Restored as world champions, as world holders too. Fachie with his lustre regained and motivation replenished ahead of a double tilt in Japan that will include the individual pursuit, an event he acknowledges as a mere throwaway before then the kilo, his Holy Grail.

There have been immense learnings from these grand tours, from a modest athletics career that took him to Beijing in 2008 before a fortuitous pivot to two wheels that earned him a gold and silver at London 2012, plus 14 world titles on top.

Nuggets that he channelled last year into a book – Earn Your Stripes – that distilled the insights from his ups and occasional downs, deployed to engage and enthuse the corporate world.

“Really, once you get to this level, the game becomes so much about mindset and performing in that high-pressure situation,” he declares. “As athletes, we absolutely love that moment. But we also hate it as well. You know, the run-up to a major competition is incredibly stressful. But the joy and exhilaration of actually competing in it is huge. And it's down to you to deliver.”

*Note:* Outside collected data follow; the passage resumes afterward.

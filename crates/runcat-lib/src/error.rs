//! Error types for the animation engine
//!
//! Configuration problems are surfaced before the loop starts. Source
//! problems (missing or malformed pseudo-files) are fatal once the loop runs.

use std::path::PathBuf;
use thiserror::Error;

/// Errors produced by the engine
#[derive(Debug, Error)]
pub enum PetError {
    /// Invalid configuration detected at startup
    #[error("configuration error: {0}")]
    Config(String),

    /// A metric source could not be read
    #[error("failed to read {}: {source}", path.display())]
    SourceUnavailable {
        path: PathBuf,
        #[source]
        source: std::io::Error,
    },

    /// A metric source was read but its content could not be parsed
    #[error("malformed content in {}: {detail}", path.display())]
    Malformed { path: PathBuf, detail: String },

    /// Unit suffix not understood by the bandwidth parser
    #[error("unknown bandwidth unit '{0}'")]
    UnknownUnit(String),

    /// A frame could not be written to the status bar
    #[error("failed to write frame: {0}")]
    Output(#[from] std::io::Error),
}

impl PetError {
    pub fn config(message: impl Into<String>) -> Self {
        PetError::Config(message.into())
    }

    pub fn malformed(path: impl Into<PathBuf>, detail: impl Into<String>) -> Self {
        PetError::Malformed {
            path: path.into(),
            detail: detail.into(),
        }
    }

    /// Returns true for errors raised before the loop starts
    pub fn is_config(&self) -> bool {
        matches!(self, PetError::Config(_))
    }
}

/// Result alias used across the crate
pub type Result<T> = std::result::Result<T, PetError>;
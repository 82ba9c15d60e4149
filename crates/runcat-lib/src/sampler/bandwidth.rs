//! Network bandwidth from the side-channel file
//!
//! `runcat-bwmon` keeps the file updated with the total bits per second.
//! The value is mapped onto 21 levels of 5%.

use super::{read_source, MetricKind, MetricSampler};
use crate::bandwidth::parse_decimal;
use crate::classify::ThresholdTable;
use crate::error::{PetError, Result};
use crate::models::Sample;
use async_trait::async_trait;
use std::path::PathBuf;

/// Bits per second considered full load
pub const DEFAULT_MAX_BPS: f64 = 1e8;

/// Sampler for the `pigeon` module
pub struct BandwidthSampler {
    signal_file: PathBuf,
    max_bps: f64,
    states: ThresholdTable,
}

impl BandwidthSampler {
    pub fn new(signal_file: impl Into<PathBuf>, max_bps: f64, states: ThresholdTable) -> Self {
        Self {
            signal_file: signal_file.into(),
            max_bps,
            states,
        }
    }
}

/// Percentage in steps of 5, capped at 100
pub fn percent_for_signal(signal: f64, max_bps: f64) -> i64 {
    ((20.0 * (signal / max_bps).min(1.0)).ceil() * 5.0) as i64
}

#[async_trait]
impl MetricSampler for BandwidthSampler {
    fn kind(&self) -> MetricKind {
        MetricKind::Bandwidth
    }

    async fn sample(&mut self) -> Result<Sample> {
        let content = read_source(&self.signal_file).await?;
        let signal = parse_decimal(&content)
            .ok_or_else(|| PetError::malformed(&self.signal_file, format!("'{}'", content.trim())))?;
        let percent = percent_for_signal(signal, self.max_bps);

        Ok(Sample::new(percent, self.states.classify(percent)))
    }
}
use bcontrol_core::SparsityPattern;

use super::Grid;

/// Coefficients of the 7-point stencil in [`Grid::stencil`] order.
pub const STENCIL: [f64; 7] = [6.0, -1.0, -1.0, -1.0, -1.0, -1.0, -1.0];

/// Discretized elliptic equation `−Δy = −d` on the interior points.
///
/// Each interior point contributes one equality constraint
///
/// ```text
/// g_c(y) = 6·y_c − Σ_neighbours y_nb + h²·d = 0
/// ```
///
/// which is the 7-point Laplacian multiplied through by `h²`. The residual is
/// linear in the state, so Jacobian values are constant and the constraint
/// Hessians vanish.
#[derive(Debug, Clone, Copy, PartialEq)]
pub struct Pde {
    grid: Grid,
    source: f64,
}

impl Pde {
    pub(super) fn new(grid: Grid, d_const: f64) -> Self {
        Self {
            grid,
            source: grid.hh() * d_const,
        }
    }

    /// Number of constraints, one per interior point.
    #[must_use]
    pub fn num_constraints(&self) -> usize {
        self.grid.num_interior()
    }

    /// Number of structural Jacobian entries.
    #[must_use]
    pub fn nnz(&self) -> usize {
        STENCIL.len() * self.num_constraints()
    }

    /// Scaled source term `h²·d` added to every residual.
    #[must_use]
    pub fn source(&self) -> f64 {
        self.source
    }

    /// Writes one residual per interior point, ordered by `pde_index`.
    pub fn residuals(&self, x: &[f64], g: &mut [f64]) {
        for p in self.grid.interior() {
            let laplacian: f64 = self
                .grid
                .stencil(p)
                .iter()
                .zip(STENCIL)
                .map(|(&col, coeff)| coeff * x[col])
                .sum();
            g[self.grid.pde_index(p.i, p.j, p.k)] = laplacian + self.source;
        }
    }

    /// Returns the Jacobian structure: for each row in `pde_index` order,
    /// the seven stencil columns in [`Grid::stencil`] order.
    #[must_use]
    pub fn describe_structure(&self) -> SparsityPattern {
        let mut pattern =
            SparsityPattern::with_capacity(self.num_constraints(), self.grid.num_points(), self.nnz());
        for p in self.grid.interior() {
            let row = self.grid.pde_index(p.i, p.j, p.k);
            for col in self.grid.stencil(p) {
                pattern.push(row, col);
            }
        }
        pattern
    }

    /// Writes the Jacobian values matching [`Pde::describe_structure`].
    ///
    /// The equation is linear, so the values do not depend on the state `x`.
    pub fn evaluate_values(&self, _x: &[f64], values: &mut [f64]) {
        for row in values.chunks_exact_mut(STENCIL.len()) {
            row.copy_from_slice(&STENCIL);
        }
    }
}
use thiserror::Error;

/// Errors that can occur when a solver calls into a problem.
///
/// A correctly configured problem is total over its declared domain, so
/// these only arise from a caller handing over buffers of the wrong shape.
#[derive(Debug, Clone, PartialEq, Eq, Error)]
pub enum EvalError {
    /// A slice argument does not have the length the problem declared.
    #[error("`{what}` has length {actual}, expected {expected}")]
    DimensionMismatch {
        what: &'static str,
        expected: usize,
        actual: usize,
    },

    /// A values call received a pattern other than the one the problem
    /// reported from its structure query.
    #[error("sparsity pattern has {actual} entries, expected {expected}")]
    PatternMismatch { expected: usize, actual: usize },

    /// A values call received a pattern whose matrix shape differs from
    /// the one the problem reported.
    #[error("sparsity pattern has shape {actual:?}, expected {expected:?}")]
    PatternShapeMismatch {
        expected: (usize, usize),
        actual: (usize, usize),
    },
}

/// Checks that a slice argument has the declared length.
///
/// # Errors
///
/// Returns [`EvalError::DimensionMismatch`] naming `what` if the lengths differ.
pub fn check_len(what: &'static str, expected: usize, actual: usize) -> Result<(), EvalError> {
    if expected == actual {
        Ok(())
    } else {
        Err(EvalError::DimensionMismatch {
            what,
            expected,
            actual,
        })
    }
}
/// User-supplied scale factors for the solver's internal convergence tests.
///
/// Scaling changes only the conditioning the solver sees, never the model.
/// A negative objective factor would turn minimization into maximization,
/// so models should keep it positive.
#[derive(Debug, Clone, PartialEq)]
pub struct Scaling {
    pub objective: f64,
    pub variables: Option<Vec<f64>>,
    pub constraints: Option<Vec<f64>>,
}

impl Scaling {
    /// Scales only the objective.
    #[must_use]
    pub fn objective_only(objective: f64) -> Self {
        Self {
            objective,
            variables: None,
            constraints: None,
        }
    }
}

impl Default for Scaling {
    fn default() -> Self {
        Self::objective_only(1.0)
    }
}
use super::ConfigError;

/// Mesh coordinates of a grid point, each in `0..=N+1`.
#[derive(Debug, Clone, Copy, PartialEq, Eq, Hash)]
pub struct Point {
    pub i: usize,
    pub j: usize,
    pub k: usize,
}

impl Point {
    #[must_use]
    pub fn new(i: usize, j: usize, k: usize) -> Self {
        Self { i, j, k }
    }
}

/// Classification of a grid point by how many coordinates lie on the boundary.
#[derive(Debug, Clone, Copy, PartialEq, Eq)]
pub enum PointKind {
    /// No coordinate on the boundary; carries a PDE constraint.
    Interior,
    /// Exactly one coordinate on the boundary; a control value referenced by
    /// the stencil of an adjacent interior point.
    Face,
    /// Two or more coordinates on the boundary; referenced by no stencil.
    Edge,
}

/// Structured cubic lattice with `N` interior points per dimension and one
/// boundary layer on each side.
///
/// Owns the bijections between mesh coordinates and variable/constraint
/// numbers. All mappings are pure arithmetic and fixed at construction.
#[derive(Debug, Clone, Copy, PartialEq)]
pub struct Grid {
    n: usize,
    h: f64,
    hh: f64,
    hhh: f64,
}

impl Grid {
    /// Creates a grid with `n` interior points per dimension.
    ///
    /// # Errors
    ///
    /// Returns [`ConfigError::GridTooSmall`] if `n` is zero, and
    /// [`ConfigError::GridTooLarge`] if the variable count or the Jacobian
    /// nonzero count would overflow `usize`.
    pub fn new(n: usize) -> Result<Self, ConfigError> {
        if n < 1 {
            return Err(ConfigError::GridTooSmall { n });
        }

        let cube = |s: usize| s.checked_mul(s).and_then(|ss| ss.checked_mul(s));
        let fits = n
            .checked_add(2)
            .and_then(cube)
            .zip(cube(n).and_then(|m| m.checked_mul(7)))
            .is_some();
        if !fits {
            return Err(ConfigError::GridTooLarge { n });
        }

        #[allow(clippy::cast_precision_loss)]
        let h = 1.0 / (n + 1) as f64;

        Ok(Self {
            n,
            h,
            hh: h * h,
            hhh: h * h * h,
        })
    }

    /// Number of interior points per dimension.
    #[must_use]
    pub fn n(&self) -> usize {
        self.n
    }

    /// Number of points per dimension, boundary included.
    #[must_use]
    pub fn side(&self) -> usize {
        self.n + 2
    }

    /// Step size `1/(N+1)`.
    #[must_use]
    pub fn h(&self) -> f64 {
        self.h
    }

    /// Squared step size.
    #[must_use]
    pub fn hh(&self) -> f64 {
        self.hh
    }

    /// Cubed step size.
    #[must_use]
    pub fn hhh(&self) -> f64 {
        self.hhh
    }

    /// Total number of grid points, `(N+2)³`.
    #[must_use]
    pub fn num_points(&self) -> usize {
        let s = self.side();
        s * s * s
    }

    /// Number of interior points, `N³`.
    #[must_use]
    pub fn num_interior(&self) -> usize {
        self.n * self.n * self.n
    }

    /// Number of face points, `6·N²`.
    #[must_use]
    pub fn num_faces(&self) -> usize {
        6 * self.n * self.n
    }

    /// Variable number of the state at `(i, j, k)`.
    #[inline]
    #[must_use]
    pub fn y_index(&self, i: usize, j: usize, k: usize) -> usize {
        let s = self.side();
        k + s * j + s * s * i
    }

    /// Constraint number of the PDE at interior point `(i, j, k)`.
    #[inline]
    #[must_use]
    pub fn pde_index(&self, i: usize, j: usize, k: usize) -> usize {
        debug_assert!((1..=self.n).contains(&i));
        debug_assert!((1..=self.n).contains(&j));
        debug_assert!((1..=self.n).contains(&k));
        (k - 1) + self.n * (j - 1) + self.n * self.n * (i - 1)
    }

    /// Inverse of [`Grid::y_index`].
    #[must_use]
    pub fn point(&self, index: usize) -> Point {
        let s = self.side();
        Point::new(index / (s * s), (index / s) % s, index % s)
    }

    /// Physical coordinate along x1 of mesh index `i`.
    #[must_use]
    pub fn x1_grid(&self, i: usize) -> f64 {
        #[allow(clippy::cast_precision_loss)]
        let x = self.h * i as f64;
        x
    }

    /// Physical coordinate along x2 of mesh index `j`.
    #[must_use]
    pub fn x2_grid(&self, j: usize) -> f64 {
        #[allow(clippy::cast_precision_loss)]
        let x = self.h * j as f64;
        x
    }

    /// Physical coordinate along x3 of mesh index `k`.
    #[must_use]
    pub fn x3_grid(&self, k: usize) -> f64 {
        #[allow(clippy::cast_precision_loss)]
        let x = self.h * k as f64;
        x
    }

    /// Classifies a point as interior, face, or edge.
    #[must_use]
    pub fn kind(&self, p: Point) -> PointKind {
        let on_boundary = |c: usize| c == 0 || c == self.n + 1;
        let count = [p.i, p.j, p.k]
            .into_iter()
            .filter(|&c| on_boundary(c))
            .count();
        match count {
            0 => PointKind::Interior,
            1 => PointKind::Face,
            _ => PointKind::Edge,
        }
    }

    /// Iterates over every point in variable order.
    pub fn points(&self) -> impl Iterator<Item = Point> {
        let s = self.side();
        (0..s).flat_map(move |i| (0..s).flat_map(move |j| (0..s).map(move |k| Point::new(i, j, k))))
    }

    /// Iterates over the interior points in constraint order.
    pub fn interior(&self) -> impl Iterator<Item = Point> {
        let n = self.n;
        (1..=n).flat_map(move |i| {
            (1..=n).flat_map(move |j| (1..=n).map(move |k| Point::new(i, j, k)))
        })
    }

    /// Iterates over the face points: `i = 0`, `i = N+1`, `j = 0`,
    /// `j = N+1`, `k = 0`, `k = N+1`, each face in lexicographic order.
    pub fn faces(&self) -> impl Iterator<Item = Point> {
        let n = self.n;
        let last = n + 1;
        let plane = move || (1..=n).flat_map(move |a| (1..=n).map(move |b| (a, b)));

        plane()
            .map(move |(j, k)| Point::new(0, j, k))
            .chain(plane().map(move |(j, k)| Point::new(last, j, k)))
            .chain(plane().map(move |(i, k)| Point::new(i, 0, k)))
            .chain(plane().map(move |(i, k)| Point::new(i, last, k)))
            .chain(plane().map(move |(i, j)| Point::new(i, j, 0)))
            .chain(plane().map(move |(i, j)| Point::new(i, j, last)))
    }

    /// Variable numbers of the 7-point stencil around interior point `p`:
    /// centre, then `i∓1`, `j∓1`, `k∓1`.
    #[must_use]
    pub fn stencil(&self, p: Point) -> [usize; 7] {
        let Point { i, j, k } = p;
        debug_assert_eq!(self.kind(p), PointKind::Interior);
        [
            self.y_index(i, j, k),
            self.y_index(i - 1, j, k),
            self.y_index(i + 1, j, k),
            self.y_index(i, j - 1, k),
            self.y_index(i, j + 1, k),
            self.y_index(i, j, k - 1),
            self.y_index(i, j, k + 1),
        ]
    }
}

He trusts that will be within his reach in Tokyo, where his wife Lora will also pedal for gold. Not his last Paralympics, he guarantees. Paris 2024, one year closer thanks to Covid. Tempting him to pursue a further coronation at age 40. “We've got Commonwealth Games just a year away. There's the cycling world championships in Glasgow in 2023, which is pretty appealing. Then you're just one year away from the next Games. Things are going well. So I'm keen to go further.”